>>>
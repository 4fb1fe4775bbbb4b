use std::sync::Arc;
use serde::Serialize;
use serde_json::{json, Value};
use sha2::{Digest, Sha256};
use tracing::{debug, error, info, warn};
use uuid::Uuid;
use crate::domain::models::{
    appointment::Appointment,
    directory::{Employee, Profile},
    job::EmailEvent,
    mail_log::{MailLog, MAIL_SENT, MAIL_SKIPPED_DUPLICATE},
    reschedule::{RescheduleChanges, RescheduleDiff},
};
use crate::domain::ports::{AppointmentRepository, DirectoryRepository, EmailService, MailLogRepository, PolicyRepository};
use crate::domain::services::templates::{EmailRenderer, EmailTemplate};
use crate::error::AppError;

#[derive(Debug, Clone, Copy, PartialEq, Eq, Serialize)]
#[serde(rename_all = "lowercase")]
pub enum SendStatus {
    Sent,
    Failed,
    Skipped,
}

/// Per-recipient outcome of one fan-out. Feeds logs and retries, never the caller's result.
#[derive(Debug, Clone, Copy, PartialEq, Eq, Serialize)]
#[serde(rename_all = "camelCase")]
pub struct DispatchReport {
    pub client_email: SendStatus,
    pub business_email: SendStatus,
}

impl DispatchReport {
    fn uniform(status: SendStatus) -> Self {
        Self { client_email: status, business_email: status }
    }

    pub fn has_failures(&self) -> bool {
        self.client_email == SendStatus::Failed || self.business_email == SendStatus::Failed
    }
}

struct Recipient<'a> {
    template: EmailTemplate,
    address: Option<&'a str>,
    context: Value,
}

pub struct EmailDispatcher {
    appointments: Arc<dyn AppointmentRepository>,
    businesses: Arc<dyn PolicyRepository>,
    directory: Arc<dyn DirectoryRepository>,
    mail_logs: Arc<dyn MailLogRepository>,
    email_service: Arc<dyn EmailService>,
    renderer: EmailRenderer,
    frontend_url: String,
}

impl EmailDispatcher {
    pub fn new(
        appointments: Arc<dyn AppointmentRepository>,
        businesses: Arc<dyn PolicyRepository>,
        directory: Arc<dyn DirectoryRepository>,
        mail_logs: Arc<dyn MailLogRepository>,
        email_service: Arc<dyn EmailService>,
        renderer: EmailRenderer,
        frontend_url: String,
    ) -> Self {
        Self { appointments, businesses, directory, mail_logs, email_service, renderer, frontend_url }
    }

    /// Sends the client and business emails for `event`. Never fails: problems loading
    /// the appointment show up as `Failed` for both recipients.
    pub async fn dispatch(
        &self,
        event: EmailEvent,
        appointment_id: &str,
        changes: Option<&RescheduleChanges>,
        job_id: Option<&str>,
    ) -> DispatchReport {
        let report = match self.try_dispatch(event, appointment_id, changes, job_id).await {
            Ok(report) => report,
            Err(e) => {
                error!(appointment_id, ?event, "Email dispatch aborted: {}", e);
                DispatchReport::uniform(SendStatus::Failed)
            }
        };
        info!(appointment_id, ?event, client = ?report.client_email, business = ?report.business_email, "Email dispatch finished");
        report
    }

    async fn try_dispatch(
        &self,
        event: EmailEvent,
        appointment_id: &str,
        changes: Option<&RescheduleChanges>,
        job_id: Option<&str>,
    ) -> Result<DispatchReport, AppError> {
        // Always the stored state, never caller-supplied values.
        let appointment = self.appointments.find_by_id(appointment_id).await?
            .ok_or(AppError::NotFound(format!("Appointment {} not found", appointment_id)))?;

        let Some(client_id) = appointment.client_id.as_deref() else {
            debug!(appointment_id, "Walk-in appointment, no email to send");
            return Ok(DispatchReport::uniform(SendStatus::Skipped));
        };
        if event == EmailEvent::Reminder && appointment.status.is_terminal() {
            debug!(appointment_id, status = %appointment.status, "Reminder for finished appointment dropped");
            return Ok(DispatchReport::uniform(SendStatus::Skipped));
        }

        let business = self.businesses.find_business(&appointment.business_id).await?
            .ok_or(AppError::NotFound("Business not found".into()))?;
        let employee = self.directory.find_employee(&appointment.employee_id).await?
            .ok_or(AppError::NotFound("Employee not found".into()))?;
        let client = self.directory.find_profile(client_id).await?;
        let owner = self.directory.find_profile(&business.owner_id).await?;

        let mut base = json!({
            "business_name": business.name,
            "employee_name": employee.full_name,
            "date": appointment.date.format("%d/%m/%Y").to_string(),
            "start_time": appointment.start_time.format("%H:%M").to_string(),
            "end_time": appointment.end_time.format("%H:%M").to_string(),
            "services": appointment.services.0.iter()
                .map(|s| json!({ "name": s.name, "price": format_price(s.price_cents) }))
                .collect::<Vec<_>>(),
            "total_price": format_price(appointment.total_price_cents),
            "manage_link": format!("{}/appointments/{}", self.frontend_url, appointment.id),
            "booking_link": format!("{}/businesses/{}", self.frontend_url, business.id),
            "cancelled_by_business": appointment.cancelled_by.as_deref().is_some_and(|by| by != client_id),
        });
        if event == EmailEvent::Reschedule {
            let diff = self.reschedule_diff(changes, &appointment, &employee).await;
            merge(&mut base, reschedule_context(&diff));
        }

        let (client_template, business_template) = templates_for(event);
        // Retries of one job share its id; anything else is a distinct event and gets a fresh key.
        let dispatch_key = job_id.map(str::to_string).unwrap_or_else(|| Uuid::new_v4().to_string());

        let mut client_context = base.clone();
        merge(&mut client_context, json!({
            "user_name": client.as_ref().map(|c| c.full_name.as_str()).unwrap_or_default(),
        }));

        let mut business_context = base;
        merge(&mut business_context, json!({
            "user_name": owner.as_ref().map(|o| o.full_name.as_str()).unwrap_or_default(),
            "client_name": client.as_ref().map(|c| c.full_name.as_str()).unwrap_or_default(),
            "client_email": client.as_ref().and_then(|c| c.email.as_deref()).unwrap_or_default(),
            "client_phone": client.as_ref().and_then(|c| c.phone.as_deref()).unwrap_or_default(),
        }));

        let client_send = async {
            match client_template {
                Some(template) => self.send_one(Recipient {
                    template,
                    address: email_of(client.as_ref()),
                    context: client_context,
                }, job_id, &dispatch_key).await,
                None => SendStatus::Skipped,
            }
        };
        let business_send = async {
            match business_template {
                Some(template) => self.send_one(Recipient {
                    template,
                    address: email_of(owner.as_ref()),
                    context: business_context,
                }, job_id, &dispatch_key).await,
                None => SendStatus::Skipped,
            }
        };

        // Independent: one side failing never stops the other.
        let (client_email, business_email) = tokio::join!(client_send, business_send);
        Ok(DispatchReport { client_email, business_email })
    }

    async fn reschedule_diff(&self, changes: Option<&RescheduleChanges>, current: &Appointment, employee: &Employee) -> RescheduleDiff {
        let changes = changes.cloned().unwrap_or_default();
        let old_employee = match changes.old_employee_id.as_deref() {
            Some(old_id) if changes.employee_changed(current) => {
                self.directory.find_employee(old_id).await.unwrap_or_else(|e| {
                    warn!(old_id, "Could not load previous employee: {}", e);
                    None
                })
            }
            _ => None,
        };
        RescheduleDiff::compute(&changes, current, employee, old_employee.as_ref())
    }

    async fn send_one(&self, recipient: Recipient<'_>, job_id: Option<&str>, dispatch_key: &str) -> SendStatus {
        let template_id = recipient.template.slug();
        let Some(address) = recipient.address else {
            debug!(template_id, "Recipient has no email address");
            return SendStatus::Skipped;
        };

        let hash = context_hash(template_id, dispatch_key, &recipient.context);
        match self.mail_logs.has_mail_been_sent(address, template_id, &hash).await {
            Ok(true) => {
                info!(recipient = address, template_id, "Already sent, skipping duplicate");
                let log = MailLog::new(job_id, address, template_id, hash, MAIL_SKIPPED_DUPLICATE);
                if let Err(e) = self.mail_logs.log_mail(&log).await {
                    warn!("Failed to record skipped duplicate: {}", e);
                }
                return SendStatus::Sent;
            }
            Ok(false) => {}
            Err(e) => warn!(template_id, "Mail ledger unavailable, sending anyway: {}", e),
        }

        let rendered = match self.renderer.render(recipient.template, &recipient.context) {
            Ok(rendered) => rendered,
            Err(e) => {
                error!(template_id, "Failed to render email: {}", e);
                return SendStatus::Failed;
            }
        };

        match self.email_service.send(address, &rendered.subject, &rendered.html).await {
            Ok(()) => {
                let log = MailLog::new(job_id, address, template_id, hash, MAIL_SENT);
                if let Err(e) = self.mail_logs.log_mail(&log).await {
                    warn!(template_id, "Email sent but ledger write failed: {}", e);
                }
                SendStatus::Sent
            }
            Err(e) => {
                warn!(recipient = address, template_id, "Email send failed: {}", e);
                SendStatus::Failed
            }
        }
    }
}

fn templates_for(event: EmailEvent) -> (Option<EmailTemplate>, Option<EmailTemplate>) {
    match event {
        EmailEvent::NewBooking => (Some(EmailTemplate::NewBookingClient), Some(EmailTemplate::NewBookingBusiness)),
        EmailEvent::Cancellation => (Some(EmailTemplate::CancellationClient), Some(EmailTemplate::CancellationBusiness)),
        EmailEvent::NoShow => (Some(EmailTemplate::NoShowClient), Some(EmailTemplate::NoShowBusiness)),
        EmailEvent::Reminder => (Some(EmailTemplate::ReminderClient), None),
        EmailEvent::Reschedule => (Some(EmailTemplate::RescheduleClient), Some(EmailTemplate::RescheduleBusiness)),
    }
}

fn reschedule_context(diff: &RescheduleDiff) -> Value {
    let block = |s: &crate::domain::models::reschedule::SlotSnapshot| json!({
        "date": s.date.format("%d/%m/%Y").to_string(),
        "start_time": s.start_time.format("%H:%M").to_string(),
        "end_time": s.end_time.format("%H:%M").to_string(),
        "employee_name": s.employee_name,
    });
    json!({
        "date_changed": diff.date_changed,
        "time_changed": diff.time_changed,
        "employee_changed": diff.employee_changed,
        "old": block(&diff.old),
        "new": block(&diff.new),
    })
}

fn email_of(profile: Option<&Profile>) -> Option<&str> {
    profile
        .and_then(|p| p.email.as_deref())
        .filter(|e| !e.trim().is_empty())
}

fn merge(target: &mut Value, extra: Value) {
    if let (Value::Object(target), Value::Object(extra)) = (target, extra) {
        target.extend(extra);
    }
}

/// Ledger key for one (event, template, rendered context). Identical content sent for
/// two different events hashes differently.
pub fn context_hash(template_id: &str, dispatch_key: &str, context: &Value) -> String {
    let context_json = serde_json::to_string(context).unwrap_or_default();
    let mut hasher = Sha256::new();
    hasher.update(template_id.as_bytes());
    hasher.update(dispatch_key.as_bytes());
    hasher.update(context_json.as_bytes());
    hex::encode(hasher.finalize())
}

fn format_price(cents: i64) -> String {
    format!("{}.{:02} €", cents / 100, cents % 100)
}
<<<
### Exercise details:
Print exactly the lines above, between the one holding "let business_send = async" and the one holding "employee: &Employee) ->", inclusive, and nothing besides.

### Written solution:
        let business_send = async {
            match business_template {
                Some(template) => self.send_one(Recipient {
                    template,
                    address: email_of(owner.as_ref()),
                    context: business_context,
                }, job_id, &dispatch_key).await,
                None => SendStatus::Skipped,
            }
        };

        // Independent: one side failing never stops the other.
        let (client_email, business_email) = tokio::join!(client_send, business_send);
        Ok(DispatchReport { client_email, business_email })
    }

    async fn reschedule_diff(&self, changes: Option<&RescheduleChanges>, current: &Appointment, employee: &Employee) -> RescheduleDiff {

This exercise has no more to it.